What you need to do ▸
Would you write out all of the data exactly as it appears below?

Data supplied ▸
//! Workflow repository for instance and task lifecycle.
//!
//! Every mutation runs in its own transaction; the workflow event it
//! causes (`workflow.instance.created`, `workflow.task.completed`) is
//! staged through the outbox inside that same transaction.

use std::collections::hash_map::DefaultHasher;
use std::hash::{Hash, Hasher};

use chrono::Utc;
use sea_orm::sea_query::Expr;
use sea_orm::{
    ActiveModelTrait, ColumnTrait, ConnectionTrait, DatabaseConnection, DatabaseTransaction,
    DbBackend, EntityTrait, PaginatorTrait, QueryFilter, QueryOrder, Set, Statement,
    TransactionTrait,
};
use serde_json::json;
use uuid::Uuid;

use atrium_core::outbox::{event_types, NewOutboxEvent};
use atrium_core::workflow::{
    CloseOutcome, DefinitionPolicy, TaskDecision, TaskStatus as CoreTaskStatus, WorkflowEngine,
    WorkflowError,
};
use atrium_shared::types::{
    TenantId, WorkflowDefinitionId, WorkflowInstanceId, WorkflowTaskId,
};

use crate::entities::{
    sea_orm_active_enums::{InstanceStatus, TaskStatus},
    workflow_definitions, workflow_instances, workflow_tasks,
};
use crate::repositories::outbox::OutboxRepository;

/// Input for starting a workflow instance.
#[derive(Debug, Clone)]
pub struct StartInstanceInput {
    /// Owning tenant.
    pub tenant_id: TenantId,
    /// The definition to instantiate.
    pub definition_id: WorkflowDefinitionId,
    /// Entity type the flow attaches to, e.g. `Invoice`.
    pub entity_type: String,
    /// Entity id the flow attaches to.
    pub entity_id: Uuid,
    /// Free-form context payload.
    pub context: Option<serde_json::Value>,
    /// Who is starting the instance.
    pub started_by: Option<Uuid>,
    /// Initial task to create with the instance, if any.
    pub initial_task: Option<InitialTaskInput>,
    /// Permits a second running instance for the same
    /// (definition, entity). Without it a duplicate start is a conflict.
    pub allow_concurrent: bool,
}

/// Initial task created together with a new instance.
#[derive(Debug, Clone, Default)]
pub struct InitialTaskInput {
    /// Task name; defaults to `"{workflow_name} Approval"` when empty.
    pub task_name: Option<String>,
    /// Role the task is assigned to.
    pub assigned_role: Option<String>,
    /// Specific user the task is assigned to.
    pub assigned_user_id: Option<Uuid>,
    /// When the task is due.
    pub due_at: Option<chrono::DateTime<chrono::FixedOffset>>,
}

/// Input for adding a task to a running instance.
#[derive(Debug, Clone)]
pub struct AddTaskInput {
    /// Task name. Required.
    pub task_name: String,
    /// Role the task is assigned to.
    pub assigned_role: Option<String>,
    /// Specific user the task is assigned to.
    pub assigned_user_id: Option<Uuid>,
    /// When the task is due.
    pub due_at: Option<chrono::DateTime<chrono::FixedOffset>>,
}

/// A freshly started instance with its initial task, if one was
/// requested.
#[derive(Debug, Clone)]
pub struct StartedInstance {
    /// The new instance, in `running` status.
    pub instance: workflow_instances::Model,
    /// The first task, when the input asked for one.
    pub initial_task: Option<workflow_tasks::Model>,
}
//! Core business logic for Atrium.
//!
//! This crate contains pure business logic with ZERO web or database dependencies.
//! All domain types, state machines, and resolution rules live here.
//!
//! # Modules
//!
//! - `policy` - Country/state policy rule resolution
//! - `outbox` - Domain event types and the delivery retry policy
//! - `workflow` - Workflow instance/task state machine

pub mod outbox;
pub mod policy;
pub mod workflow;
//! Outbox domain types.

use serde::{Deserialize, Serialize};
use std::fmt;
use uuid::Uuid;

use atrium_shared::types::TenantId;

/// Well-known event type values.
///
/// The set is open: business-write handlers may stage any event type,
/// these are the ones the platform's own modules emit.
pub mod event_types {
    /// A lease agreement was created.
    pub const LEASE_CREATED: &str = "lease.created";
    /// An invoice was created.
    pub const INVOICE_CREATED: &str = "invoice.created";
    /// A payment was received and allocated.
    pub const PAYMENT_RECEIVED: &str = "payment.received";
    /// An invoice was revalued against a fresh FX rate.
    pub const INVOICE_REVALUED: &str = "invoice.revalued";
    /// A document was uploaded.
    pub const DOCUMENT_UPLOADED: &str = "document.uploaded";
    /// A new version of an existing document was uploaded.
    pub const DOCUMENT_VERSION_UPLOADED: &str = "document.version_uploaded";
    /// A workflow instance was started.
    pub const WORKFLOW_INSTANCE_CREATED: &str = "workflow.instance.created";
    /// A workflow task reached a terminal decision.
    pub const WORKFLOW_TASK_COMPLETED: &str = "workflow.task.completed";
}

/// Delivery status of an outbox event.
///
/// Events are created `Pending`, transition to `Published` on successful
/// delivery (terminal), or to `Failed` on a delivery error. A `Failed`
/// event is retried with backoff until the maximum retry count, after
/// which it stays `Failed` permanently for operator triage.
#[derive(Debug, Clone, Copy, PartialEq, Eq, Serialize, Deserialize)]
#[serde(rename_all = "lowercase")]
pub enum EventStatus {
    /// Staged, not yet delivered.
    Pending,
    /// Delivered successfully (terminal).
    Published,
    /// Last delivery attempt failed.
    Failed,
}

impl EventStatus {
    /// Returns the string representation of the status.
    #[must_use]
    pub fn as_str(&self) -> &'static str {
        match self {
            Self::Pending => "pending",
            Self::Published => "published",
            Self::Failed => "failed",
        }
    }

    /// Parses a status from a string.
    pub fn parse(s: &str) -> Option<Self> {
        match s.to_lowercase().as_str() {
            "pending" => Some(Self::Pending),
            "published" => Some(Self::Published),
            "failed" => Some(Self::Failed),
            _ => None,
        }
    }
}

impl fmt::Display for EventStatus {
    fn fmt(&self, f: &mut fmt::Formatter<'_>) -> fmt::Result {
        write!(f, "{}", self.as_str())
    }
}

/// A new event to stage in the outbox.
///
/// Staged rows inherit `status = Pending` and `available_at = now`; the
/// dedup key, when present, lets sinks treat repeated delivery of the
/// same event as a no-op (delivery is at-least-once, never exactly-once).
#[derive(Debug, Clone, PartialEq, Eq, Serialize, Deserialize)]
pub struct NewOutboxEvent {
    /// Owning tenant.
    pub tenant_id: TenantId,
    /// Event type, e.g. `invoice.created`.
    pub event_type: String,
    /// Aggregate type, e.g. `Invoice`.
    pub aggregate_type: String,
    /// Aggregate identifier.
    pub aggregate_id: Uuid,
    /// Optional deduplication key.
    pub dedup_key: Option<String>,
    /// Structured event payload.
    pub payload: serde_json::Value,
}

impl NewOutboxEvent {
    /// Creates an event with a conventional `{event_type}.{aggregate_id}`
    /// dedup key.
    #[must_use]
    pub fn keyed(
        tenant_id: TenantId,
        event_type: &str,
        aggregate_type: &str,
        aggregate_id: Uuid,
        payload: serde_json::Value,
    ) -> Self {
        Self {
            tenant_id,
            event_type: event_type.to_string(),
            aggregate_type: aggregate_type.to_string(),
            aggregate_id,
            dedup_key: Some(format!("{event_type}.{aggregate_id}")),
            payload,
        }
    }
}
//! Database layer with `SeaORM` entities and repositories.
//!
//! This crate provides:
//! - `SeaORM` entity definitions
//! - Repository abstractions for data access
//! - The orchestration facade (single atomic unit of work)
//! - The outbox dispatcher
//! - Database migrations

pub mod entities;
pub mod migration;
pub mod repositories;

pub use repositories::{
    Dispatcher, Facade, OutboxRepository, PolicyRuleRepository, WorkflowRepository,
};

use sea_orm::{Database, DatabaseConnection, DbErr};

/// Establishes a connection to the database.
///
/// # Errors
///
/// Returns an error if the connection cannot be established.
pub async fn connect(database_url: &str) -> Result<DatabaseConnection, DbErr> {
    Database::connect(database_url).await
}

Your solution ▸
//! Workflow repository for instance and task lifecycle.
//!
//! Every mutation runs in its own transaction; the workflow event it
//! causes (`workflow.instance.created`, `workflow.task.completed`) is
//! staged through the outbox inside that same transaction.

use std::collections::hash_map::DefaultHasher;
use std::hash::{Hash, Hasher};

use chrono::Utc;
use sea_orm::sea_query::Expr;
use sea_orm::{
    ActiveModelTrait, ColumnTrait, ConnectionTrait, DatabaseConnection, DatabaseTransaction,
    DbBackend, EntityTrait, PaginatorTrait, QueryFilter, QueryOrder, Set, Statement,
    TransactionTrait,
};
use serde_json::json;
use uuid::Uuid;

use atrium_core::outbox::{event_types, NewOutboxEvent};
use atrium_core::workflow::{
    CloseOutcome, DefinitionPolicy, TaskDecision, TaskStatus as CoreTaskStatus, WorkflowEngine,
    WorkflowError,
};
use atrium_shared::types::{
    TenantId, WorkflowDefinitionId, WorkflowInstanceId, WorkflowTaskId,
};

use crate::entities::{
    sea_orm_active_enums::{InstanceStatus, TaskStatus},
    workflow_definitions, workflow_instances, workflow_tasks,
};
use crate::repositories::outbox::OutboxRepository;

/// Input for starting a workflow instance.
#[derive(Debug, Clone)]
pub struct StartInstanceInput {
    /// Owning tenant.
    pub tenant_id: TenantId,
    /// The definition to instantiate.
    pub definition_id: WorkflowDefinitionId,
    /// Entity type the flow attaches to, e.g. `Invoice`.
    pub entity_type: String,
    /// Entity id the flow attaches to.
    pub entity_id: Uuid,
    /// Free-form context payload.
    pub context: Option<serde_json::Value>,
    /// Who is starting the instance.
    pub started_by: Option<Uuid>,
    /// Initial task to create with the instance, if any.
    pub initial_task: Option<InitialTaskInput>,
    /// Permits a second running instance for the same
    /// (definition, entity). Without it a duplicate start is a conflict.
    pub allow_concurrent: bool,
}

/// Initial task created together with a new instance.
#[derive(Debug, Clone, Default)]
pub struct InitialTaskInput {
    /// Task name; defaults to `"{workflow_name} Approval"` when empty.
    pub task_name: Option<String>,
    /// Role the task is assigned to.
    pub assigned_role: Option<String>,
    /// Specific user the task is assigned to.
    pub assigned_user_id: Option<Uuid>,
    /// When the task is due.
    pub due_at: Option<chrono::DateTime<chrono::FixedOffset>>,
}

/// Input for adding a task to a running instance.
#[derive(Debug, Clone)]
pub struct AddTaskInput {
    /// Task name. Required.
    pub task_name: String,
    /// Role the task is assigned to.
    pub assigned_role: Option<String>,
    /// Specific user the task is assigned to.
    pub assigned_user_id: Option<Uuid>,
    /// When the task is due.
    pub due_at: Option<chrono::DateTime<chrono::FixedOffset>>,
}

/// A freshly started instance with its initial task, if one was
/// requested.
#[derive(Debug, Clone)]
pub struct StartedInstance {
    /// The new instance, in `running` status.
    pub instance: workflow_instances::Model,
    /// The first task, when the input asked for one.
    pub initial_task: Option<workflow_tasks::Model>,
}
//! Core business logic for Atrium.
//!
//! This crate contains pure business logic with ZERO web or database dependencies.
//! All domain types, state machines, and resolution rules live here.
//!
//! # Modules
//!
//! - `policy` - Country/state policy rule resolution
//! - `outbox` - Domain event types and the delivery retry policy
//! - `workflow` - Workflow instance/task state machine

pub mod outbox;
pub mod policy;
pub mod workflow;
//! Outbox domain types.

use serde::{Deserialize, Serialize};
use std::fmt;
use uuid::Uuid;

use atrium_shared::types::TenantId;

/// Well-known event type values.
///
/// The set is open: business-write handlers may stage any event type,
/// these are the ones the platform's own modules emit.
pub mod event_types {
    /// A lease agreement was created.
    pub const LEASE_CREATED: &str = "lease.created";
    /// An invoice was created.
    pub const INVOICE_CREATED: &str = "invoice.created";
    /// A payment was received and allocated.
    pub const PAYMENT_RECEIVED: &str = "payment.received";
    /// An invoice was revalued against a fresh FX rate.
    pub const INVOICE_REVALUED: &str = "invoice.revalued";
    /// A document was uploaded.
    pub const DOCUMENT_UPLOADED: &str = "document.uploaded";
    /// A new version of an existing document was uploaded.
    pub const DOCUMENT_VERSION_UPLOADED: &str = "document.version_uploaded";
    /// A workflow instance was started.
    pub const WORKFLOW_INSTANCE_CREATED: &str = "workflow.instance.created";
    /// A workflow task reached a terminal decision.
    pub const WORKFLOW_TASK_COMPLETED: &str = "workflow.task.completed";
}

/// Delivery status of an outbox event.
///
/// Events are created `Pending`, transition to `Published` on successful
/// delivery (terminal), or to `Failed` on a delivery error. A `Failed`
/// event is retried with backoff until the maximum retry count, after
/// which it stays `Failed` permanently for operator triage.
#[derive(Debug, Clone, Copy, PartialEq, Eq, Serialize, Deserialize)]
#[serde(rename_all = "lowercase")]
pub enum EventStatus {
    /// Staged, not yet delivered.
    Pending,
    /// Delivered successfully (terminal).
    Published,
    /// Last delivery attempt failed.
    Failed,
}

impl EventStatus {
    /// Returns the string representation of the status.
    #[must_use]
    pub fn as_str(&self) -> &'static str {
        match self {
            Self::Pending => "pending",
            Self::Published => "published",
            Self::Failed => "failed",
        }
    }

    /// Parses a status from a string.
    pub fn parse(s: &str) -> Option<Self> {
        match s.to_lowercase().as_str() {
            "pending" => Some(Self::Pending),
            "published" => Some(Self::Published),
            "failed" => Some(Self::Failed),
            _ => None,
        }
    }
}

impl fmt::Display for EventStatus {
    fn fmt(&self, f: &mut fmt::Formatter<'_>) -> fmt::Result {
        write!(f, "{}", self.as_str())
    }
}

/// A new event to stage in the outbox.
///
/// Staged rows inherit `status = Pending` and `available_at = now`; the
/// dedup key, when present, lets sinks treat repeated delivery of the
/// same event as a no-op (delivery is at-least-once, never exactly-once).
#[derive(Debug, Clone, PartialEq, Eq, Serialize, Deserialize)]
pub struct NewOutboxEvent {
    /// Owning tenant.
    pub tenant_id: TenantId,
    /// Event type, e.g. `invoice.created`.
    pub event_type: String,
    /// Aggregate type, e.g. `Invoice`.
    pub aggregate_type: String,
    /// Aggregate identifier.
    pub aggregate_id: Uuid,
    /// Optional deduplication key.
    pub dedup_key: Option<String>,
    /// Structured event payload.
    pub payload: serde_json::Value,
}

impl NewOutboxEvent {
    /// Creates an event with a conventional `{event_type}.{aggregate_id}`
    /// dedup key.
    #[must_use]
    pub fn keyed(
        tenant_id: TenantId,
        event_type: &str,
        aggregate_type: &str,
        aggregate_id: Uuid,
        payload: serde_json::Value,
    ) -> Self {
        Self {
            tenant_id,
            event_type: event_type.to_string(),
            aggregate_type: aggregate_type.to_string(),
            aggregate_id,
            dedup_key: Some(format!("{event_type}.{aggregate_id}")),
            payload,
        }
    }
}
//! Database layer with `SeaORM` entities and repositories.
//!
//! This crate provides:
//! - `SeaORM` entity definitions
//! - Repository abstractions for data access
//! - The orchestration facade (single atomic unit of work)
//! - The outbox dispatcher
//! - Database migrations

pub mod entities;
pub mod migration;
pub mod repositories;

pub use repositories::{
    Dispatcher, Facade, OutboxRepository, PolicyRuleRepository, WorkflowRepository,
};

use sea_orm::{Database, DatabaseConnection, DbErr};

/// Establishes a connection to the database.
///
/// # Errors
///
/// Returns an error if the connection cannot be established.
pub async fn connect(database_url: &str) -> Result<DatabaseConnection, DbErr> {
    Database::connect(database_url).await
}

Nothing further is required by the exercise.